**INFORMATION GIVEN**:
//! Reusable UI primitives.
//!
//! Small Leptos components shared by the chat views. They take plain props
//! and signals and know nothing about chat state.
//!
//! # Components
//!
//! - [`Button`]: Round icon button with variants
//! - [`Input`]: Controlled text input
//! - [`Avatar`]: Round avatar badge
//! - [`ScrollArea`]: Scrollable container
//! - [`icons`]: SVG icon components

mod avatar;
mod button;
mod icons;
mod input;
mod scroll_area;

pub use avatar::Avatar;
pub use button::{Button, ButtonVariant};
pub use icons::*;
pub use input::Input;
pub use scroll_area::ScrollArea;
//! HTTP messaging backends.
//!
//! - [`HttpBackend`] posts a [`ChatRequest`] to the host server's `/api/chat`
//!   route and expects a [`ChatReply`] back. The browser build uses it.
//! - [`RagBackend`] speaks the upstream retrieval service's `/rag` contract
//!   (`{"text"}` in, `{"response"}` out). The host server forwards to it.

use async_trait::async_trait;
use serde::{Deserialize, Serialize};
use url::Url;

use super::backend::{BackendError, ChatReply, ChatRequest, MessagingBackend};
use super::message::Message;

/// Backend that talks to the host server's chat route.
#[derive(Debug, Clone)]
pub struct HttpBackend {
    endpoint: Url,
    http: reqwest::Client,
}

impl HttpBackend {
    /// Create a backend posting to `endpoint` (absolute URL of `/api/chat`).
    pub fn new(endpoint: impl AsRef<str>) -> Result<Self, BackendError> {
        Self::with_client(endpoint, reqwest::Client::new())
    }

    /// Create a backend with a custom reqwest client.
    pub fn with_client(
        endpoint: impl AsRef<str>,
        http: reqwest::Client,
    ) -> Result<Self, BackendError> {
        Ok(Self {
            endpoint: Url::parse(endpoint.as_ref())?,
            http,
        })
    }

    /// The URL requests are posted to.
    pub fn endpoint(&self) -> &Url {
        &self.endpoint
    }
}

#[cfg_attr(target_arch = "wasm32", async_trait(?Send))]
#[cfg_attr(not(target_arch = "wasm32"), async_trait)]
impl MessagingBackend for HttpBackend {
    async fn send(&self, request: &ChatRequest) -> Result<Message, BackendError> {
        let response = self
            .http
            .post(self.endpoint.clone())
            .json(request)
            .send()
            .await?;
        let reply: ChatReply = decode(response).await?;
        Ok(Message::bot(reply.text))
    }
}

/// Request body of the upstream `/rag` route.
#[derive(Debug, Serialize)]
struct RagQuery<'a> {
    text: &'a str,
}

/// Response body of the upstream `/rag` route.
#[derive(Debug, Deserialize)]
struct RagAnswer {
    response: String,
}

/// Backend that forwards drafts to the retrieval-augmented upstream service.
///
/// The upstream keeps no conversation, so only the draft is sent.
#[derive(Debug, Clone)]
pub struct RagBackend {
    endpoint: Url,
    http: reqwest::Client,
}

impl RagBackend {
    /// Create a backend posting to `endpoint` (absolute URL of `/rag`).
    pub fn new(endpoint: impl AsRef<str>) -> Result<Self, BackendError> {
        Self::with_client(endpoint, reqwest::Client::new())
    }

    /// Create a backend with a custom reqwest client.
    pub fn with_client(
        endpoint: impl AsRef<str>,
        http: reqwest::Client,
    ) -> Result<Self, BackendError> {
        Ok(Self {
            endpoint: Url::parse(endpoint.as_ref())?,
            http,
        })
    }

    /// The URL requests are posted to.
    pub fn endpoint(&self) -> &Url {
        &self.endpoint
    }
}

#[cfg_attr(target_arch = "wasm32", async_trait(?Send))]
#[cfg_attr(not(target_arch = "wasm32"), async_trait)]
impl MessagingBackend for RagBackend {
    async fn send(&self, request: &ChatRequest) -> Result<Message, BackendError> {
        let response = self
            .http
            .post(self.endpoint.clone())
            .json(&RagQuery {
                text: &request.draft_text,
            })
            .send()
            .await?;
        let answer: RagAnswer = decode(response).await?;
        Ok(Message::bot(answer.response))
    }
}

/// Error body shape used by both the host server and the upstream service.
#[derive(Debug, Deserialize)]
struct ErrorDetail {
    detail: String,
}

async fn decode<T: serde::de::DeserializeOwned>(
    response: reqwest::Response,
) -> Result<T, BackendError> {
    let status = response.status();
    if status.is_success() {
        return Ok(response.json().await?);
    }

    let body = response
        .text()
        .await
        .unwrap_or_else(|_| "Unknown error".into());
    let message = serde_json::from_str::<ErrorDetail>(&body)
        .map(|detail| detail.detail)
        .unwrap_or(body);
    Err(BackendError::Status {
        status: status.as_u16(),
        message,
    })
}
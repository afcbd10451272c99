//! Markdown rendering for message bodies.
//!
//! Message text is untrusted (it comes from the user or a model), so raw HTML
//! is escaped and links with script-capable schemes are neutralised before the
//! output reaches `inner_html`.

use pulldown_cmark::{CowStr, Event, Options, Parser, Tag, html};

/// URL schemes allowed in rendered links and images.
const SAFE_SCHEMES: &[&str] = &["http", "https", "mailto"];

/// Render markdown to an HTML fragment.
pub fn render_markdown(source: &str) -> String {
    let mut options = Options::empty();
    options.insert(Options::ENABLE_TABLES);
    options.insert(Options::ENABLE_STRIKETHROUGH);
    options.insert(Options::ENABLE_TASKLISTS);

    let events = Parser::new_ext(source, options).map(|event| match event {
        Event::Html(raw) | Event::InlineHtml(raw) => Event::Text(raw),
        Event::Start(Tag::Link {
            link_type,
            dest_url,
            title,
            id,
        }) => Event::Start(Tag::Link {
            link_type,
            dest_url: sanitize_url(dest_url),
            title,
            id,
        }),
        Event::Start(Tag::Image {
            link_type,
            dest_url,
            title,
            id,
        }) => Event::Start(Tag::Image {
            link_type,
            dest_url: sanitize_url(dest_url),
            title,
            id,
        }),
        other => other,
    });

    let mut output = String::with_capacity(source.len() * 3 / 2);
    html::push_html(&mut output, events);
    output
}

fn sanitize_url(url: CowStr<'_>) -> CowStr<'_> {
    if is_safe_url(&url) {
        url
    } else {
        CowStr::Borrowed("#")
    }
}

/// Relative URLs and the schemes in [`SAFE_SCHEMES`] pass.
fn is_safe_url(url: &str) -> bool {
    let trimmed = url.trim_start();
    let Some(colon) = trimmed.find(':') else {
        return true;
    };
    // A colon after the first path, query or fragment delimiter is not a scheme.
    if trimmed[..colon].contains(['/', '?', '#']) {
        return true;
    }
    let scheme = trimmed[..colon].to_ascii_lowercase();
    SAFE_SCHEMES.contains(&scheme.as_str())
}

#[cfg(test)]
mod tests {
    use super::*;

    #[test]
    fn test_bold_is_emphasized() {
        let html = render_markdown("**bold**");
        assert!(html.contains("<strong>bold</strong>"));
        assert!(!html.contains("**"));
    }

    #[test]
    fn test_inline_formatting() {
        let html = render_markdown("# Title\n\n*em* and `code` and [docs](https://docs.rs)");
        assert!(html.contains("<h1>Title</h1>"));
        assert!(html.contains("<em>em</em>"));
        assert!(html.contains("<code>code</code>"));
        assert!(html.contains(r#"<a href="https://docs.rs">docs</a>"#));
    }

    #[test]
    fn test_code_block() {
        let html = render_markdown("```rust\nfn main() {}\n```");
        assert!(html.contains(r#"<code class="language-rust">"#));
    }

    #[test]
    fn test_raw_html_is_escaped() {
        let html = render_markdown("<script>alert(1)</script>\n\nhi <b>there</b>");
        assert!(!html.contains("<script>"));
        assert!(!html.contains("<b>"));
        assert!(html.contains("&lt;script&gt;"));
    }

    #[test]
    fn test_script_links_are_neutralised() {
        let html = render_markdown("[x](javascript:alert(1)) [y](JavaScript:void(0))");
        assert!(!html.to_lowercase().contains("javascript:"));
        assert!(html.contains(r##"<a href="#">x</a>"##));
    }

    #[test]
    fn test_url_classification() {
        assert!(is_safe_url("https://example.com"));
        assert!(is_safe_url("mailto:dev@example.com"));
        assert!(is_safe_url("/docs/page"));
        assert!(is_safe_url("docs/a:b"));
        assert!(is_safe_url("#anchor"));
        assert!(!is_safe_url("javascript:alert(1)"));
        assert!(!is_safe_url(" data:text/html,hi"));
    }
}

...

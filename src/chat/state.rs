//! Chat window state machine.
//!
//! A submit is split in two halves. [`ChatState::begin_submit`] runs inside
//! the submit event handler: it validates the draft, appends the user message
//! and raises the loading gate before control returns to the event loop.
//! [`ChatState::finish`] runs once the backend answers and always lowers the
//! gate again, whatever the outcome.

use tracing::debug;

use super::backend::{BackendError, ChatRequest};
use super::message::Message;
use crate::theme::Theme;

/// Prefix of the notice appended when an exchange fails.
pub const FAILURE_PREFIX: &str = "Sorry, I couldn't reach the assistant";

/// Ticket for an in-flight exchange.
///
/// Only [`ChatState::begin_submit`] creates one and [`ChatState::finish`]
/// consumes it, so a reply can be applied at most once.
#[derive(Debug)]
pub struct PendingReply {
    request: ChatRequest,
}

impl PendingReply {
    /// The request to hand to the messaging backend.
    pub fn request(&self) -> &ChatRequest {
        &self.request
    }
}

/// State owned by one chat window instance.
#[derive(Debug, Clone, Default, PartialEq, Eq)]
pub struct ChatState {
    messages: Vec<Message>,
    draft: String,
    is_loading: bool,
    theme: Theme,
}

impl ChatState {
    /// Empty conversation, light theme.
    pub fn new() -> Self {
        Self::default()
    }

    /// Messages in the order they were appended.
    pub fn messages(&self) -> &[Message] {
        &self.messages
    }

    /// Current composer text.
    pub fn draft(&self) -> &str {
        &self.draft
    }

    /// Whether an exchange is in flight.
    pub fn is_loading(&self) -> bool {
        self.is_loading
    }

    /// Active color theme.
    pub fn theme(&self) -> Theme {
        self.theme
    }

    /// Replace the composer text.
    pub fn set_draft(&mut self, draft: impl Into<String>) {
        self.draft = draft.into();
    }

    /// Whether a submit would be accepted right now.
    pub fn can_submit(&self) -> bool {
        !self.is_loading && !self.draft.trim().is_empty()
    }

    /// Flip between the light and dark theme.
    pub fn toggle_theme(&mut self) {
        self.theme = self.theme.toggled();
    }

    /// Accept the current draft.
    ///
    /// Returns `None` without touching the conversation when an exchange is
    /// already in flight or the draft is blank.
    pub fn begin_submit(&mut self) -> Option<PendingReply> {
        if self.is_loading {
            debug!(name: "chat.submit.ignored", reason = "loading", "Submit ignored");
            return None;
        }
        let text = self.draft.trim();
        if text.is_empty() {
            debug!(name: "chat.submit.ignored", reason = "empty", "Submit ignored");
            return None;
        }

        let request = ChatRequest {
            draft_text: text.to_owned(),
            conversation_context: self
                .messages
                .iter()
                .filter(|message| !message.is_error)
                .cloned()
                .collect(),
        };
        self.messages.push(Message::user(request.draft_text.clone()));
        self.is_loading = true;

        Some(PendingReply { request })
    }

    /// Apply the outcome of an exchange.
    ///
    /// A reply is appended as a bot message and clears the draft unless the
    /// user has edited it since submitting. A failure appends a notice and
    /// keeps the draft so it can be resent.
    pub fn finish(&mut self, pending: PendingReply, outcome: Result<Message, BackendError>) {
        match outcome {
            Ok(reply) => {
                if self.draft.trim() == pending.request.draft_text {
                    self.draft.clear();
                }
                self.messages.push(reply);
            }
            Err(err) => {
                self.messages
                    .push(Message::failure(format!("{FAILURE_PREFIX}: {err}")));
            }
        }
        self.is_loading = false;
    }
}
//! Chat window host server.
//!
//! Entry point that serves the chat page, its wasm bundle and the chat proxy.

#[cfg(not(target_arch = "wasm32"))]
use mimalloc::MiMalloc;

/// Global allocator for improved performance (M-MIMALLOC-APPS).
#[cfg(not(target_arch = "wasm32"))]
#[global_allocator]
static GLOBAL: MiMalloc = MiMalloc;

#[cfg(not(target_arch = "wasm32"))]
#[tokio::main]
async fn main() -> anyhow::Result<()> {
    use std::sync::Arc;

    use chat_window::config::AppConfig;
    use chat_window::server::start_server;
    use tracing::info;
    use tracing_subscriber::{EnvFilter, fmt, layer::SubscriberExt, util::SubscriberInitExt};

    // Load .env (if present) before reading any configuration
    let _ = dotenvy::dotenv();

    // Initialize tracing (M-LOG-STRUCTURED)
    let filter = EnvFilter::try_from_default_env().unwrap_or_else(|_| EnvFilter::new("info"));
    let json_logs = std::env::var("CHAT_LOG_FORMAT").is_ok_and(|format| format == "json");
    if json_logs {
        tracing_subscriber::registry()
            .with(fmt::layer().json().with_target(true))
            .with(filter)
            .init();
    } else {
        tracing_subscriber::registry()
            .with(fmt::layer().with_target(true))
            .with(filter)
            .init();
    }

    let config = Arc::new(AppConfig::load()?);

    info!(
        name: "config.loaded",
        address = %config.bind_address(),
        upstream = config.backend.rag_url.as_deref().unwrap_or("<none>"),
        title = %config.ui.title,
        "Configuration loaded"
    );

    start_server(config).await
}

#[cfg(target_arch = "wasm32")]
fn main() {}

...

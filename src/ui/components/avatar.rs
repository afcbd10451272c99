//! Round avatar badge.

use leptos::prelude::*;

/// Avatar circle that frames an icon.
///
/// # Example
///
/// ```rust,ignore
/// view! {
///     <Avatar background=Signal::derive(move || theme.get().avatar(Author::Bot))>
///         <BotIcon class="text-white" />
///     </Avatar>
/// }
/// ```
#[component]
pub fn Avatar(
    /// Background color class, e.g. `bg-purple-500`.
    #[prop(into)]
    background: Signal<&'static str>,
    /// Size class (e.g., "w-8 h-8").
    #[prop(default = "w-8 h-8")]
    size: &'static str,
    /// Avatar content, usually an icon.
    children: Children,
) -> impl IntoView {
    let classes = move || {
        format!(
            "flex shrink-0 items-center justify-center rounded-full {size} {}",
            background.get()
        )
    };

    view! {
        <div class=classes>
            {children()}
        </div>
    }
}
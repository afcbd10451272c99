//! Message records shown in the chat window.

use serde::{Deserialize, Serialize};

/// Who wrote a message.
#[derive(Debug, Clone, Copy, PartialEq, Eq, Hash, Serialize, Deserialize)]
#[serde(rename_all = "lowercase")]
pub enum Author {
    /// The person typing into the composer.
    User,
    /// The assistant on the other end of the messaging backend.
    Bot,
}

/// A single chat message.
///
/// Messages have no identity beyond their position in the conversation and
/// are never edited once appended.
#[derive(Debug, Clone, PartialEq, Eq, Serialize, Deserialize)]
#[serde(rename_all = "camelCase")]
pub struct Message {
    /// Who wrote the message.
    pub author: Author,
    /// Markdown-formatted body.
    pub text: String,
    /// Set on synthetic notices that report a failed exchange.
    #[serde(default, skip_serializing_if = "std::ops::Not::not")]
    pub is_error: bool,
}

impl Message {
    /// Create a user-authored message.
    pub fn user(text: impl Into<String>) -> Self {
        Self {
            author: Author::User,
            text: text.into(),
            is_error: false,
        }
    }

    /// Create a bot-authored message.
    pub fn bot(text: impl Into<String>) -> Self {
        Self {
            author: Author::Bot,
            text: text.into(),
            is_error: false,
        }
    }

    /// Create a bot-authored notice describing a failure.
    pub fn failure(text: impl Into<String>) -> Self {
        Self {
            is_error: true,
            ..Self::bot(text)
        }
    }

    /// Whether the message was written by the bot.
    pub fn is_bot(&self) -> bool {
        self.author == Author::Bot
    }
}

**WHAT YOU NEED TO DO**:
The line above containing "-> Result<T, BackendError>", the line containing "so raw HTML", and every line between them are to be transcribed exactly; no other line is wanted.

**FINISHED TASK**:
) -> Result<T, BackendError> {
    let status = response.status();
    if status.is_success() {
        return Ok(response.json().await?);
    }

    let body = response
        .text()
        .await
        .unwrap_or_else(|_| "Unknown error".into());
    let message = serde_json::from_str::<ErrorDetail>(&body)
        .map(|detail| detail.detail)
        .unwrap_or(body);
    Err(BackendError::Status {
        status: status.as_u16(),
        message,
    })
}
repository afcbd10451272c99
//! Markdown rendering for message bodies.
//!
//! Message text is untrusted (it comes from the user or a model), so raw HTML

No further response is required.